# Directions:
When you reach the line that contains "let listener = self" in the data below, start reproducing lines exactly, and stop after the line that contains "info!(client_id = %info.client_id, uid".
==========
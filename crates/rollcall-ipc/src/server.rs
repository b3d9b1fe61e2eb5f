//! IPC server implementation

use rollcall_api::{
    ClientInfo, ClientRole, Command, ErrorCode, ErrorInfo, Event, Request, Response,
};
use rollcall_util::ClientId;
use std::collections::HashMap;
use std::os::unix::fs::PermissionsExt;
use std::path::{Path, PathBuf};
use std::sync::Arc;
use tokio::io::{AsyncBufReadExt, AsyncWriteExt, BufReader};
use tokio::net::unix::{OwnedReadHalf, OwnedWriteHalf};
use tokio::net::{UnixListener, UnixStream};
use tokio::sync::broadcast::error::RecvError;
use tokio::sync::{broadcast, mpsc, Mutex, RwLock};
use tracing::{debug, error, info, warn};

use crate::{IpcError, IpcResult};

const EVENT_BUFFER: usize = 128;

/// Message from a connection task to the service
pub enum ServerMessage {
    Request {
        client_id: ClientId,
        role: ClientRole,
        request: Request,
    },
    ClientConnected {
        client_id: ClientId,
        info: ClientInfo,
    },
    ClientDisconnected {
        client_id: ClientId,
    },
}

type Clients = Arc<RwLock<HashMap<ClientId, ClientHandle>>>;

/// IPC Server
pub struct IpcServer {
    socket_path: PathBuf,
    service_uid: u32,
    listener: Option<UnixListener>,
    clients: Clients,
    event_tx: broadcast::Sender<Event>,
    message_tx: mpsc::UnboundedSender<ServerMessage>,
    message_rx: Arc<Mutex<Option<mpsc::UnboundedReceiver<ServerMessage>>>>,
}

struct ClientHandle {
    info: ClientInfo,
    outgoing: mpsc::UnboundedSender<String>,
    subscribed: bool,
}

impl IpcServer {
    /// Create a new IPC server owned by the current user
    pub fn new(socket_path: impl AsRef<Path>) -> Self {
        let (event_tx, _) = broadcast::channel(EVENT_BUFFER);
        let (message_tx, message_rx) = mpsc::unbounded_channel();

        Self {
            socket_path: socket_path.as_ref().to_path_buf(),
            service_uid: nix::unistd::getuid().as_raw(),
            listener: None,
            clients: Arc::new(RwLock::new(HashMap::new())),
            event_tx,
            message_tx,
            message_rx: Arc::new(Mutex::new(Some(message_rx))),
        }
    }

    pub fn socket_path(&self) -> &Path {
        &self.socket_path
    }

    /// Bind the socket, replacing a stale one
    pub async fn start(&mut self) -> IpcResult<()> {
        if self.socket_path.exists() {
            std::fs::remove_file(&self.socket_path)?;
        }

        if let Some(parent) = self.socket_path.parent() {
            std::fs::create_dir_all(parent)?;
        }

        let listener = UnixListener::bind(&self.socket_path)?;

        // Owner and group may connect; role is still decided per peer uid
        std::fs::set_permissions(&self.socket_path, std::fs::Permissions::from_mode(0o660))?;

        info!(path = %self.socket_path.display(), "IPC server listening");

        self.listener = Some(listener);
        Ok(())
    }

    /// Get receiver for server messages. Only the first call gets it.
    pub async fn take_message_receiver(&self) -> Option<mpsc::UnboundedReceiver<ServerMessage>> {
        self.message_rx.lock().await.take()
    }

    /// Accept connections until the listener fails
    pub async fn run(&self) -> IpcResult<()> {
        let listener = self
            .listener
            .as_ref()
            .ok_or_else(|| IpcError::ServerError("Server not started".into()))?;

        loop {
            match listener.accept().await {
                Ok((stream, _)) => {
                    let uid = peer_uid(&stream);
                    let role = role_for_uid(uid, self.service_uid);

                    let info = ClientInfo::new(role);
                    let info = match uid {
                        Some(u) => info.with_uid(u),
                        None => info,
                    };

                    info!(client_id = %info.client_id, uid = ?uid, role = ?role, "Client connected");

                    self.handle_client(stream, info).await;
                }
                Err(e) => {
                    error!(error = %e, "Failed to accept connection");
                }
            }
        }
    }

    async fn handle_client(&self, stream: UnixStream, info: ClientInfo) {
        let client_id = info.client_id.clone();
        let (read_half, write_half) = stream.into_split();
        let (outgoing, outgoing_rx) = mpsc::unbounded_channel::<String>();

        self.clients.write().await.insert(
            client_id.clone(),
            ClientHandle {
                info: info.clone(),
                outgoing,
                subscribed: false,
            },
        );

        let _ = self.message_tx.send(ServerMessage::ClientConnected {
            client_id: client_id.clone(),
            info: info.clone(),
        });

        tokio::spawn(read_requests(
            read_half,
            info,
            self.clients.clone(),
            self.message_tx.clone(),
        ));

        tokio::spawn(write_outgoing(
            write_half,
            client_id,
            outgoing_rx,
            self.event_tx.subscribe(),
            self.clients.clone(),
        ));
    }

    /// Send a response to a specific client
    pub async fn send_response(&self, client_id: &ClientId, response: Response) -> IpcResult<()> {
        let json = serde_json::to_string(&response)?;
        self.send_line(client_id, json).await
    }

    /// Send an event to one client regardless of its subscription
    pub async fn send_event(&self, client_id: &ClientId, event: &Event) -> IpcResult<()> {
        let json = serde_json::to_string(event)?;
        self.send_line(client_id, json).await
    }

    async fn send_line(&self, client_id: &ClientId, line: String) -> IpcResult<()> {
        let clients = self.clients.read().await;
        let handle = clients.get(client_id).ok_or(IpcError::ConnectionClosed)?;
        handle
            .outgoing
            .send(line)
            .map_err(|_| IpcError::ConnectionClosed)
    }

    /// Broadcast an event to all subscribed clients
    pub fn broadcast_event(&self, event: Event) {
        // No connected clients is fine
        let _ = self.event_tx.send(event);
    }

    pub async fn get_client_info(&self, client_id: &ClientId) -> Option<ClientInfo> {
        let clients = self.clients.read().await;
        clients.get(client_id).map(|h| h.info.clone())
    }

    pub async fn client_count(&self) -> usize {
        self.clients.read().await.len()
    }

    /// Remove the socket file
    pub fn shutdown(&self) {
        if self.socket_path.exists() {
            let _ = std::fs::remove_file(&self.socket_path);
        }
    }
}

impl Drop for IpcServer {
    fn drop(&mut self) {
        self.shutdown();
    }
}

/// Root and the service's own user are operators; everyone else observes
pub fn role_for_uid(uid: Option<u32>, service_uid: u32) -> ClientRole {
    match uid {
        Some(0) => ClientRole::Operator,
        Some(u) if u == service_uid => ClientRole::Operator,
        _ => ClientRole::Observer,
    }
}

async fn read_requests(
    read_half: OwnedReadHalf,
    info: ClientInfo,
    clients: Clients,
    message_tx: mpsc::UnboundedSender<ServerMessage>,
) {
    let client_id = info.client_id.clone();
    let mut reader = BufReader::new(read_half);
    let mut line = String::new();

    loop {
        line.clear();
        match reader.read_line(&mut line).await {
            Ok(0) => {
                debug!(client_id = %client_id, "Client disconnected (EOF)");
                break;
            }
            Ok(_) => {
                let line = line.trim();
                if line.is_empty() {
                    continue;
                }

                match serde_json::from_str::<Request>(line) {
                    Ok(request) => {
                        set_subscription(&clients, &client_id, &request.command).await;

                        let _ = message_tx.send(ServerMessage::Request {
                            client_id: client_id.clone(),
                            role: info.role,
                            request,
                        });
                    }
                    Err(e) => {
                        warn!(client_id = %client_id, error = %e, "Invalid request");
                        reject(&clients, &client_id, &e).await;
                    }
                }
            }
            Err(e) => {
                debug!(client_id = %client_id, error = %e, "Read error");
                break;
            }
        }
    }

    // Dropping the handle closes the outgoing channel and ends the writer
    clients.write().await.remove(&client_id);
    let _ = message_tx.send(ServerMessage::ClientDisconnected { client_id });
}

async fn set_subscription(clients: &Clients, client_id: &ClientId, command: &Command) {
    let subscribed = match command {
        Command::SubscribeEvents => true,
        Command::UnsubscribeEvents => false,
        _ => return,
    };

    if let Some(handle) = clients.write().await.get_mut(client_id) {
        handle.subscribed = subscribed;
    }
}

/// Unparseable lines have no request id to correlate, so the reply uses 0
async fn reject(clients: &Clients, client_id: &ClientId, error: &serde_json::Error) {
    let response = Response::error(
        0,
        ErrorInfo::new(ErrorCode::InvalidRequest, format!("invalid request: {}", error)),
    );

    let Ok(json) = serde_json::to_string(&response) else {
        return;
    };

    if let Some(handle) = clients.read().await.get(client_id) {
        let _ = handle.outgoing.send(json);
    }
}

async fn write_outgoing(
    mut writer: OwnedWriteHalf,
    client_id: ClientId,
    mut outgoing: mpsc::UnboundedReceiver<String>,
    mut events: broadcast::Receiver<Event>,
    clients: Clients,
) {
    loop {
        let line = tokio::select! {
            biased;

            line = outgoing.recv() => match line {
                Some(line) => line,
                None => break,
            },

            event = events.recv() => match event {
                Ok(event) => {
                    let subscribed = clients
                        .read()
                        .await
                        .get(&client_id)
                        .map(|h| h.subscribed)
                        .unwrap_or(false);
                    if !subscribed {
                        continue;
                    }
                    match serde_json::to_string(&event) {
                        Ok(json) => json,
                        Err(e) => {
                            warn!(error = %e, "Failed to serialize event");
                            continue;
                        }
                    }
                }
                Err(RecvError::Lagged(skipped)) => {
                    warn!(client_id = %client_id, skipped, "Client fell behind, events dropped");
                    continue;
                }
                Err(RecvError::Closed) => break,
            },
        };

        let mut msg = line;
        msg.push('\n');
        if let Err(e) = writer.write_all(msg.as_bytes()).await {
            debug!(client_id = %client_id, error = %e, "Write error");
            break;
        }
    }

    debug!(client_id = %client_id, "Writer finished");
}

/// Get peer UID from Unix socket
fn peer_uid(stream: &UnixStream) -> Option<u32> {
    use std::os::unix::io::AsFd;

    let fd = stream.as_fd();
    nix::sys::socket::getsockopt(&fd, nix::sys::socket::sockopt::PeerCredentials)
        .ok()
        .map(|cred| cred.uid())
}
==========
# Written reply:
        let listener = self
            .listener
            .as_ref()
            .ok_or_else(|| IpcError::ServerError("Server not started".into()))?;

        loop {
            match listener.accept().await {
                Ok((stream, _)) => {
                    let uid = peer_uid(&stream);
                    let role = role_for_uid(uid, self.service_uid);

                    let info = ClientInfo::new(role);
                    let info = match uid {
                        Some(u) => info.with_uid(u),
                        None => info,
                    };

                    info!(client_id = %info.client_id, uid = ?uid, role = ?role, "Client connected");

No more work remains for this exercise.